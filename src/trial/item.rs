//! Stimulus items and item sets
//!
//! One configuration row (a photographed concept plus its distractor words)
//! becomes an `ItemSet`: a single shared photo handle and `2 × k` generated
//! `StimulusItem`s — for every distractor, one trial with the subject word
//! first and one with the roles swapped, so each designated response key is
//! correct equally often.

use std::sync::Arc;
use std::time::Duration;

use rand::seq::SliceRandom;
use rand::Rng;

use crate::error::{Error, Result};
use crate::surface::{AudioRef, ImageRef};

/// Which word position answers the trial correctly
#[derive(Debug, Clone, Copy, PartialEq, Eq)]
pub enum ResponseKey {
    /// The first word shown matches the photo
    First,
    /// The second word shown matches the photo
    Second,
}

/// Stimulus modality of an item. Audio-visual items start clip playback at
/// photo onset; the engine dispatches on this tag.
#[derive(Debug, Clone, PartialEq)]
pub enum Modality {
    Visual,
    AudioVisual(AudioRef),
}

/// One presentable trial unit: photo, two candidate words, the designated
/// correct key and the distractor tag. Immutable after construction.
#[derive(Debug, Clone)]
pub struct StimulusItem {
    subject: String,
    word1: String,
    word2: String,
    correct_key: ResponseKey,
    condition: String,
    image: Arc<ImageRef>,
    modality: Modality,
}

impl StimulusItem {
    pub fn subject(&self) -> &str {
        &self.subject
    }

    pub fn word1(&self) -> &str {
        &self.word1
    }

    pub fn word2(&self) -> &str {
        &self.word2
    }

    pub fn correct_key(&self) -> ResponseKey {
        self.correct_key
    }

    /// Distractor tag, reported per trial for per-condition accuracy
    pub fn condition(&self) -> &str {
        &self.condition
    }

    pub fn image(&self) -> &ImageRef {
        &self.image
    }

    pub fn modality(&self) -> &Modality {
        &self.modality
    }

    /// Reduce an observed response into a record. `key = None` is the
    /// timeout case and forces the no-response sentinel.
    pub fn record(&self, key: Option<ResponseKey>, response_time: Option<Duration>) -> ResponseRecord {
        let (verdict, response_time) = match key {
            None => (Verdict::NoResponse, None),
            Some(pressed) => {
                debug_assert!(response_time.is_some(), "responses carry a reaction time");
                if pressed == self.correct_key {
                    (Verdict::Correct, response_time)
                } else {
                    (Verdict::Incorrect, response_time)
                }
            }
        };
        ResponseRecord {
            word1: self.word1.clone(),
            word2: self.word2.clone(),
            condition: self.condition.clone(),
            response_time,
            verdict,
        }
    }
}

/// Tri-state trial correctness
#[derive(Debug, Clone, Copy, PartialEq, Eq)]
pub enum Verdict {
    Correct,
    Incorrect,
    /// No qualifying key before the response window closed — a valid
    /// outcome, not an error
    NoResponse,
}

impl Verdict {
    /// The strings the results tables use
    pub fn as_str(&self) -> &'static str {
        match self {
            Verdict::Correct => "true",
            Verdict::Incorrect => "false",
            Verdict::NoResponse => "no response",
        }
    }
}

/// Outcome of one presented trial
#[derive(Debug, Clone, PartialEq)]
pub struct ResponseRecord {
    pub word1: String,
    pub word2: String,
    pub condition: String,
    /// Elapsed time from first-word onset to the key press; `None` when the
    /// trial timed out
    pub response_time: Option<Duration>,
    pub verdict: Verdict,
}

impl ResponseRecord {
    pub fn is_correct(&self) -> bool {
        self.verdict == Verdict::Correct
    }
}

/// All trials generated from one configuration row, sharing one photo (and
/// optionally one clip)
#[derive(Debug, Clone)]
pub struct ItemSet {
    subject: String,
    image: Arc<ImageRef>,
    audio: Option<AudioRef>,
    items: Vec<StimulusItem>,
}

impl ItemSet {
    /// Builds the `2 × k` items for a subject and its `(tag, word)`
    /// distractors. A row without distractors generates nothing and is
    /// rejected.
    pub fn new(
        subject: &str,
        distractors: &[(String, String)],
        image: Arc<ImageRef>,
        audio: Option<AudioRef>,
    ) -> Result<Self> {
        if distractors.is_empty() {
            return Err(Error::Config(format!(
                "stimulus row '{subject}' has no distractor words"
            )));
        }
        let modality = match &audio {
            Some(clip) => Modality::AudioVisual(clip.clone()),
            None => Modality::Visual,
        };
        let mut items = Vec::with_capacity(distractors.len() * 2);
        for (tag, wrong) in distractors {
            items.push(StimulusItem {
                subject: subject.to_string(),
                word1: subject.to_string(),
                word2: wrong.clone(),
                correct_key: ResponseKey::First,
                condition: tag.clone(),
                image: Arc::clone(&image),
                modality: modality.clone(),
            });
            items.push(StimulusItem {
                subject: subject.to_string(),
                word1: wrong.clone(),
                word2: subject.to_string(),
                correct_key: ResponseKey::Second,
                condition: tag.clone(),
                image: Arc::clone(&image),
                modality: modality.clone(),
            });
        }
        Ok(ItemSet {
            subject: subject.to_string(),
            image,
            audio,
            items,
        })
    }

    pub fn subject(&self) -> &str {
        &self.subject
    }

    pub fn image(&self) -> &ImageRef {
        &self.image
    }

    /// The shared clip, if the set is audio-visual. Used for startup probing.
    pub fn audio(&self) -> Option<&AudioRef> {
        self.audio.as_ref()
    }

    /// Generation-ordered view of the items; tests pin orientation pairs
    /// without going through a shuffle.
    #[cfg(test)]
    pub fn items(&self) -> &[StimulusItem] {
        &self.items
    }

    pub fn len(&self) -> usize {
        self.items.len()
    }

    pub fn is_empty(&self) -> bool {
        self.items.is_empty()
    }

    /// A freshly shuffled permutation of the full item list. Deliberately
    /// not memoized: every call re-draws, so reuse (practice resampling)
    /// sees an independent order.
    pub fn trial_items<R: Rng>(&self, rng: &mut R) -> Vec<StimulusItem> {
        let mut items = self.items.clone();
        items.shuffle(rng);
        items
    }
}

————————

**Exercise details:** In full and without edits, return the listing.

**Task answer:**
filename src/trial/item.rs
//! Stimulus items and item sets
//!
//! One configuration row (a photographed concept plus its distractor words)
//! becomes an `ItemSet`: a single shared photo handle and `2 × k` generated
//! `StimulusItem`s — for every distractor, one trial with the subject word
//! first and one with the roles swapped, so each designated response key is
//! correct equally often.

use std::sync::Arc;
use std::time::Duration;

use rand::seq::SliceRandom;
use rand::Rng;

use crate::error::{Error, Result};
use crate::surface::{AudioRef, ImageRef};

/// Which word position answers the trial correctly
#[derive(Debug, Clone, Copy, PartialEq, Eq)]
pub enum ResponseKey {
    /// The first word shown matches the photo
    First,
    /// The second word shown matches the photo
    Second,
}

/// Stimulus modality of an item. Audio-visual items start clip playback at
/// photo onset; the engine dispatches on this tag.
#[derive(Debug, Clone, PartialEq)]
pub enum Modality {
    Visual,
    AudioVisual(AudioRef),
}

/// One presentable trial unit: photo, two candidate words, the designated
/// correct key and the distractor tag. Immutable after construction.
#[derive(Debug, Clone)]
pub struct StimulusItem {
    subject: String,
    word1: String,
    word2: String,
    correct_key: ResponseKey,
    condition: String,
    image: Arc<ImageRef>,
    modality: Modality,
}

impl StimulusItem {
    pub fn subject(&self) -> &str {
        &self.subject
    }

    pub fn word1(&self) -> &str {
        &self.word1
    }

    pub fn word2(&self) -> &str {
        &self.word2
    }

    pub fn correct_key(&self) -> ResponseKey {
        self.correct_key
    }

    /// Distractor tag, reported per trial for per-condition accuracy
    pub fn condition(&self) -> &str {
        &self.condition
    }

    pub fn image(&self) -> &ImageRef {
        &self.image
    }

    pub fn modality(&self) -> &Modality {
        &self.modality
    }

    /// Reduce an observed response into a record. `key = None` is the
    /// timeout case and forces the no-response sentinel.
    pub fn record(&self, key: Option<ResponseKey>, response_time: Option<Duration>) -> ResponseRecord {
        let (verdict, response_time) = match key {
            None => (Verdict::NoResponse, None),
            Some(pressed) => {
                debug_assert!(response_time.is_some(), "responses carry a reaction time");
                if pressed == self.correct_key {
                    (Verdict::Correct, response_time)
                } else {
                    (Verdict::Incorrect, response_time)
                }
            }
        };
        ResponseRecord {
            word1: self.word1.clone(),
            word2: self.word2.clone(),
            condition: self.condition.clone(),
            response_time,
            verdict,
        }
    }
}

/// Tri-state trial correctness
#[derive(Debug, Clone, Copy, PartialEq, Eq)]
pub enum Verdict {
    Correct,
    Incorrect,
    /// No qualifying key before the response window closed — a valid
    /// outcome, not an error
    NoResponse,
}

impl Verdict {
    /// The strings the results tables use
    pub fn as_str(&self) -> &'static str {
        match self {
            Verdict::Correct => "true",
            Verdict::Incorrect => "false",
            Verdict::NoResponse => "no response",
        }
    }
}

/// Outcome of one presented trial
#[derive(Debug, Clone, PartialEq)]
pub struct ResponseRecord {
    pub word1: String,
    pub word2: String,
    pub condition: String,
    /// Elapsed time from first-word onset to the key press; `None` when the
    /// trial timed out
    pub response_time: Option<Duration>,
    pub verdict: Verdict,
}

impl ResponseRecord {
    pub fn is_correct(&self) -> bool {
        self.verdict == Verdict::Correct
    }
}

/// All trials generated from one configuration row, sharing one photo (and
/// optionally one clip)
#[derive(Debug, Clone)]
pub struct ItemSet {
    subject: String,
    image: Arc<ImageRef>,
    audio: Option<AudioRef>,
    items: Vec<StimulusItem>,
}

impl ItemSet {
    /// Builds the `2 × k` items for a subject and its `(tag, word)`
    /// distractors. A row without distractors generates nothing and is
    /// rejected.
    pub fn new(
        subject: &str,
        distractors: &[(String, String)],
        image: Arc<ImageRef>,
        audio: Option<AudioRef>,
    ) -> Result<Self> {
        if distractors.is_empty() {
            return Err(Error::Config(format!(
                "stimulus row '{subject}' has no distractor words"
            )));
        }
        let modality = match &audio {
            Some(clip) => Modality::AudioVisual(clip.clone()),
            None => Modality::Visual,
        };
        let mut items = Vec::with_capacity(distractors.len() * 2);
        for (tag, wrong) in distractors {
            items.push(StimulusItem {
                subject: subject.to_string(),
                word1: subject.to_string(),
                word2: wrong.clone(),
                correct_key: ResponseKey::First,
                condition: tag.clone(),
                image: Arc::clone(&image),
                modality: modality.clone(),
            });
            items.push(StimulusItem {
                subject: subject.to_string(),
                word1: wrong.clone(),
                word2: subject.to_string(),
                correct_key: ResponseKey::Second,
                condition: tag.clone(),
                image: Arc::clone(&image),
                modality: modality.clone(),
            });
        }
        Ok(ItemSet {
            subject: subject.to_string(),
            image,
            audio,
            items,
        })
    }

    pub fn subject(&self) -> &str {
        &self.subject
    }

    pub fn image(&self) -> &ImageRef {
        &self.image
    }

    /// The shared clip, if the set is audio-visual. Used for startup probing.
    pub fn audio(&self) -> Option<&AudioRef> {
        self.audio.as_ref()
    }

    /// Generation-ordered view of the items; tests pin orientation pairs
    /// without going through a shuffle.
    #[cfg(test)]
    pub fn items(&self) -> &[StimulusItem] {
        &self.items
    }

    pub fn len(&self) -> usize {
        self.items.len()
    }

    pub fn is_empty(&self) -> bool {
        self.items.is_empty()
    }

    /// A freshly shuffled permutation of the full item list. Deliberately
    /// not memoized: every call re-draws, so reuse (practice resampling)
    /// sees an independent order.
    pub fn trial_items<R: Rng>(&self, rng: &mut R) -> Vec<StimulusItem> {
        let mut items = self.items.clone();
        items.shuffle(rng);
        items
    }
}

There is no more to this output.